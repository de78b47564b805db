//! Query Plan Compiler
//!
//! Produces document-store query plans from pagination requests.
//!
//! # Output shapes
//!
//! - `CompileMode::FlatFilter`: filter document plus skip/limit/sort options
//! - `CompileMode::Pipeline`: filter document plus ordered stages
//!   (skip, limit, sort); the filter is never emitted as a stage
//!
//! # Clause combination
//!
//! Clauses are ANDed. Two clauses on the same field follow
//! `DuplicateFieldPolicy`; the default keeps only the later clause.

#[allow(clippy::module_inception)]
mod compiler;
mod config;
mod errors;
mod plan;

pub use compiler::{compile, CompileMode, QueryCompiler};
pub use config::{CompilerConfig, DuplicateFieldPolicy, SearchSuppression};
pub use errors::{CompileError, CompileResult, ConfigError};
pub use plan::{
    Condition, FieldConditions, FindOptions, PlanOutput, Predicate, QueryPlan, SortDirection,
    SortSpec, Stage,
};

═══

■ Problem
State how many lines of the listing above include the word "plus". Give nothing but the number.

■ Solution to the problem
2